Закономерно, что российский патриотизм приводит Неваховича в стан предтеч славянофильства в русской культуре. Еще в 1805 году он защищает от нападок критики стихотворца Семёна Боброва (1763-1810), ученика старовера и архаиста Александра Шишкова (1754-1841). В статье «Мнение о разборе 2-й песни “Тавриды”..» («Северный вестник», 1805, № 8) он защищает метафорическую усложнённость стиля Боброва, ссылаясь на то, что вдохновение не подвластно правилам.

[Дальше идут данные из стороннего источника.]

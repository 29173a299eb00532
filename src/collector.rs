//! Collector Layer
//!
//! Recurring collection of scalar metrics into the metrics store. One
//! [`CollectorLoop`] task calls every registered [`Producer`] in order, stores
//! each value as a sample, then sleeps for the full interval.
//!
//! # Architecture
//!
//! - [`Producer`]: Named async source of one value per cycle
//! - [`CollectorLoop`]: Runs producers on a fixed interval, isolating failures
//! - [`CollectorHandle`]: Stops a spawned loop
//!
//! # Example
//!
//! ```rust,no_run
//! use chainwatch::StorageBuilder;
//! use chainwatch::collector::{CollectorLoop, TransactionCountProducer};
//! use chainwatch::source::{DEFAULT_MIRROR_BASE_URL, DEFAULT_REQUEST_TIMEOUT, MirrorClient, build_client};
//! use std::time::Duration;
//!
//! # async fn run() -> Result<(), Box<dyn std::error::Error>> {
//! let handles = StorageBuilder::new("/tmp/metrics.db").build()?;
//! let mirror = MirrorClient::new(build_client(DEFAULT_REQUEST_TIMEOUT)?, DEFAULT_MIRROR_BASE_URL);
//!
//! let mut collector = CollectorLoop::new(handles.writer.clone(), Duration::from_secs(300));
//! collector.register(TransactionCountProducer::new(mirror))?;
//! let handle = collector.spawn();
//! // ...
//! handle.shutdown().await;
//! # Ok(())
//! # }
//! ```

mod producers;
mod runner;
mod traits;

pub use producers::{SentimentIndexProducer, TokenSupplyProducer, TransactionCountProducer};
pub use runner::{
    CollectorHandle, CollectorLoop, CycleReport, DEFAULT_CALL_TIMEOUT, DEFAULT_INTERVAL,
};
pub use traits::{CollectorError, FnProducer, MIN_INTERVAL, Producer};
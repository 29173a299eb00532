//! Ledger mirror REST client.

use reqwest::Client;
use serde_json::Value;

use super::{SourceError, get_json, numeric_field};

/// Public mainnet mirror node.
pub const DEFAULT_MIRROR_BASE_URL: &str = "https://mainnet-public.mirrornode.hedera.com/api/v1";

/// USDC token identifier on the mirror's network.
pub const DEFAULT_USDC_TOKEN_ID: &str = "0.0.456858";

/// Client for the ledger mirror API.
#[derive(Clone)]
pub struct MirrorClient {
    http: Client,
    base_url: String,
}

impl std::fmt::Debug for MirrorClient {
    fn fmt(&self, f: &mut std::fmt::Formatter<'_>) -> std::fmt::Result {
        f.debug_struct("MirrorClient")
            .field("base_url", &self.base_url)
            .finish_non_exhaustive()
    }
}

impl MirrorClient {
    /// Create a client rooted at `base_url` (e.g. `https://host/api/v1`).
    pub fn new(http: Client, base_url: impl Into<String>) -> Self {
        let base_url = base_url.into().trim_end_matches('/').to_string();
        Self { http, base_url }
    }

    /// Base URL without trailing slash.
    pub fn base_url(&self) -> &str {
        &self.base_url
    }

    /// Underlying HTTP client.
    pub fn http(&self) -> &Client {
        &self.http
    }

    /// Number of transactions in the mirror's default `/transactions` page.
    pub async fn transaction_count(&self) -> Result<usize, SourceError> {
        let url = format!("{}/transactions", self.base_url);
        let body = get_json(&self.http, &url).await?;
        count_transactions(&url, &body)
    }

    /// Total supply of a token, as reported by `/tokens/{id}`.
    pub async fn token_total_supply(&self, token_id: &str) -> Result<f64, SourceError> {
        let url = format!("{}/tokens/{}", self.base_url, token_id);
        let body = get_json(&self.http, &url).await?;
        parse_total_supply(&url, &body)
    }
}

fn count_transactions(url: &str, body: &Value) -> Result<usize, SourceError> {
    body.get("transactions")
        .and_then(Value::as_array)
        .map(Vec::len)
        .ok_or_else(|| SourceError::data_shape(url, "missing 'transactions' array"))
}

fn parse_total_supply(url: &str, body: &Value) -> Result<f64, SourceError> {
    let field = body
        .get("total_supply")
        .ok_or_else(|| SourceError::data_shape(url, "missing 'total_supply'"))?;
    numeric_field(field).ok_or_else(|| {
        SourceError::data_shape(url, format!("'total_supply' is not numeric: {field}"))
    })
}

А литературовед Владимир Коровин высказал предположение, что Бобров пользовался советами Неваховича при написании эпической поэмы «Странствующий слепец, или Древняя ночь Вселенной» (1807-1809).
Александр Шаховской
В 1809 году Лев Николаевич сближается и с известным поэтом и драматургом, будущим непременным членом «Беседы любителей русского слова», Александром Шаховским (1777-1848) и даже живёт у него в доме. Шаховской был занят написанием пьесы на ветхозаветный сюжет «Дебора, или Торжество веры», и он обратился к еврею Неваховичу именно как к знатоку истории Израиля и Священного писания. Вот что он потом напишет: «Я почитаю своей обязанностью сказать, что г-н Невахович, сочинитель “Сулиотов”, воспомоществовал мне не только своими сведениями в еврейской словесности, но даже он (по сделанному нами плану) написал некоторые явления 1-го и 2-го действий, переложенные мною с небольшими изменениями в стихи; многие мысли и изречения в роли первосвященика извлечены им из Священного Писания; политическая речь Деборы почти вся принадлежит ему. Итак, я с удовольствием признаюсь пред всеми, что его дарования, сведения и здравый ум много способствовали к успеху пиесы». В основе сюжета трагедии лежит библейский рассказ о подвиге еврейской пророчицы Деборы, избавившей свой народ от ханаанского ига. Однако для русской гражданской и патриотической поэзии начала XIX века библейская и, в частности, ветхозаветная образность приобрели особый смысл и значение. В сознании россиян (особенно накануне Наполеоновского нашествия) состояние гражданской ответственности за судьбу отечества ассоциировалось с Ветхим Заветом, с борьбой древних иудеев за освобождение Израиля. Так само еврейство Неваховича работало на идею русского патриотизма.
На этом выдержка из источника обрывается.